__Problem to solve__
From the entries below, gather each line containing the word "went".

Dataset entries
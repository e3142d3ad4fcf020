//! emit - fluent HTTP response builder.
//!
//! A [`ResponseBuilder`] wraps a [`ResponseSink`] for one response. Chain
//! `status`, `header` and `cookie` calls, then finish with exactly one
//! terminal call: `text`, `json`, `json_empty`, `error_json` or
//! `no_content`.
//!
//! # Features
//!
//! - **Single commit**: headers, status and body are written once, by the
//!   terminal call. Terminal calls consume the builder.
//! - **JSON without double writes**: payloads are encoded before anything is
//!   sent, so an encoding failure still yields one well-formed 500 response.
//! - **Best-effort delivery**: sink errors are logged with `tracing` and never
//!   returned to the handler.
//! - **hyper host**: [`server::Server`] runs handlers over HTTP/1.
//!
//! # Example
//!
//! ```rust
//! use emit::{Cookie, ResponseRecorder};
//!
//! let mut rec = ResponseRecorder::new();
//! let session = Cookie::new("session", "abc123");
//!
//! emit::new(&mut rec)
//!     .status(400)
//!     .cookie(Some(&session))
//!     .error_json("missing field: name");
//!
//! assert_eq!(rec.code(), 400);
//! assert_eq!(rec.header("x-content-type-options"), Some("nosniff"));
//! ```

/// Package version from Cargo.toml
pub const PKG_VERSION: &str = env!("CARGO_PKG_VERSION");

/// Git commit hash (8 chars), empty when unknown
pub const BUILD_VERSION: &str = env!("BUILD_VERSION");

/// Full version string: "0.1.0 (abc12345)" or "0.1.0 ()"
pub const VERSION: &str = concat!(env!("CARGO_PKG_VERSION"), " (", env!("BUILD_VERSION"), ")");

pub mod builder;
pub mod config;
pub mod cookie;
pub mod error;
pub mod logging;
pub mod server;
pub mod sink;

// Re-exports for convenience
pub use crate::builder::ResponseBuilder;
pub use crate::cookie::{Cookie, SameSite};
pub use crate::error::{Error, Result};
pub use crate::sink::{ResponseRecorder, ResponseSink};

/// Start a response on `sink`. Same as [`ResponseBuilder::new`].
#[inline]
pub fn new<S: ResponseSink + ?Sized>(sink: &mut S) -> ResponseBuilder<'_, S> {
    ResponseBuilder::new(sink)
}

==

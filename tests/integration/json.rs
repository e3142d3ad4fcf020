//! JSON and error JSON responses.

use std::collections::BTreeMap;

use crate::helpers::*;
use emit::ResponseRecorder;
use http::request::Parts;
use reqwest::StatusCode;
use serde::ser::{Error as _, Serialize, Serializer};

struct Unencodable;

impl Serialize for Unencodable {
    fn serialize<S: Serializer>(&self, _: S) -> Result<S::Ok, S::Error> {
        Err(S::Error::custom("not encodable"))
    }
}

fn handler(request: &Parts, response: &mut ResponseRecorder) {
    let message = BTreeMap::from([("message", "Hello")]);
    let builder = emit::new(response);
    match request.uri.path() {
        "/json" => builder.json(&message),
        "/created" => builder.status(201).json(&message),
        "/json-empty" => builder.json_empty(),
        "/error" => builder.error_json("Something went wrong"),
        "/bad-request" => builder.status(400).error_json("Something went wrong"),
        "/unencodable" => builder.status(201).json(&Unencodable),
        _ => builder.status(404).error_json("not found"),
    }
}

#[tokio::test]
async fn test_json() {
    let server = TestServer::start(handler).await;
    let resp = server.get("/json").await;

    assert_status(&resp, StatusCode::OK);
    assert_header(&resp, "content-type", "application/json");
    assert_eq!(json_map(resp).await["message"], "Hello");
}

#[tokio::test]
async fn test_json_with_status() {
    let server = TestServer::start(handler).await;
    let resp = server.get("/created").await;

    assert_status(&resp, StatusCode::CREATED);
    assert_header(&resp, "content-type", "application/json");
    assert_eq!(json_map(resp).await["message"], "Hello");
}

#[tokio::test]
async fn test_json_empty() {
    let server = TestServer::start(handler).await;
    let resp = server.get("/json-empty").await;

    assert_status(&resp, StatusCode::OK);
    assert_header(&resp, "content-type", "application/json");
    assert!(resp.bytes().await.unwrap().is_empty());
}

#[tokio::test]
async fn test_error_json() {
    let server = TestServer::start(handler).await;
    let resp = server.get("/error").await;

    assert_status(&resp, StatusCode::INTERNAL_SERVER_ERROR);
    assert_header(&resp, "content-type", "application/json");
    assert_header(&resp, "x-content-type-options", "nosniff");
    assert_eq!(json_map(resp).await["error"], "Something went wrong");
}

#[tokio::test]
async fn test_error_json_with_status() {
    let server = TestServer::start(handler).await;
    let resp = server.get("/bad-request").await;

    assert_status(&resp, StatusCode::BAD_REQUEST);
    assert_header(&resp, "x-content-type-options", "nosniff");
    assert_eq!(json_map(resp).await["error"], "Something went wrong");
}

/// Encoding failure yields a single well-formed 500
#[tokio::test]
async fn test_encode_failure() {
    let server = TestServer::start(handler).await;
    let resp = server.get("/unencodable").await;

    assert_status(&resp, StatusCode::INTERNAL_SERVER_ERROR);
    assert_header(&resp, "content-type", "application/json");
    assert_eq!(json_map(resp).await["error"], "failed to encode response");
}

* * *

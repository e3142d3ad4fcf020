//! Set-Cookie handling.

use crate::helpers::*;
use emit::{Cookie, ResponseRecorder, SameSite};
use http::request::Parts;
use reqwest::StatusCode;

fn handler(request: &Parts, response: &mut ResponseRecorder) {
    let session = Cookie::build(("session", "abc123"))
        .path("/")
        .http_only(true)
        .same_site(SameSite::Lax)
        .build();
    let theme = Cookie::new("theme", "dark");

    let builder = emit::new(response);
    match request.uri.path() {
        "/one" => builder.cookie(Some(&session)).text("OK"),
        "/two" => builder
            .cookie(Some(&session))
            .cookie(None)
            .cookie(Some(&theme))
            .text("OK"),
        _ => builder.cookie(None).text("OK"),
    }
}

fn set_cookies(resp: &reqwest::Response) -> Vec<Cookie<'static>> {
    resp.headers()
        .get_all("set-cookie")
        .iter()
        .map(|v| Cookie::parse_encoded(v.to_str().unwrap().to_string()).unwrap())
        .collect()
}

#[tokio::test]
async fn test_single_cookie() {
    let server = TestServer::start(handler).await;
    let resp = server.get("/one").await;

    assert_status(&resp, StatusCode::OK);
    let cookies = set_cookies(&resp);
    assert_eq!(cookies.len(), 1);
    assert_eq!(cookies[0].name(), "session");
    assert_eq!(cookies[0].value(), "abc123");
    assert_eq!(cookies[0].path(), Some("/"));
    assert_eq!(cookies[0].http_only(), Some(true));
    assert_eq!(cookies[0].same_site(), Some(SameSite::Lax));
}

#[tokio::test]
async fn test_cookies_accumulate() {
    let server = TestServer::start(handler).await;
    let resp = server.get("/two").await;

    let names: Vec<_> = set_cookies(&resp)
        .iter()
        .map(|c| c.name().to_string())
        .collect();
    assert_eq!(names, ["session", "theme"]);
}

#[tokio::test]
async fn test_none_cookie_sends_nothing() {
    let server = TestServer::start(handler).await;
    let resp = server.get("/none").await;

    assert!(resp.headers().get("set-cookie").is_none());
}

__Task answer__
        "/error" => builder.error_json("Something went wrong"),
        "/bad-request" => builder.status(400).error_json("Something went wrong"),
    assert_eq!(json_map(resp).await["error"], "Something went wrong");
    assert_eq!(json_map(resp).await["error"], "Something went wrong");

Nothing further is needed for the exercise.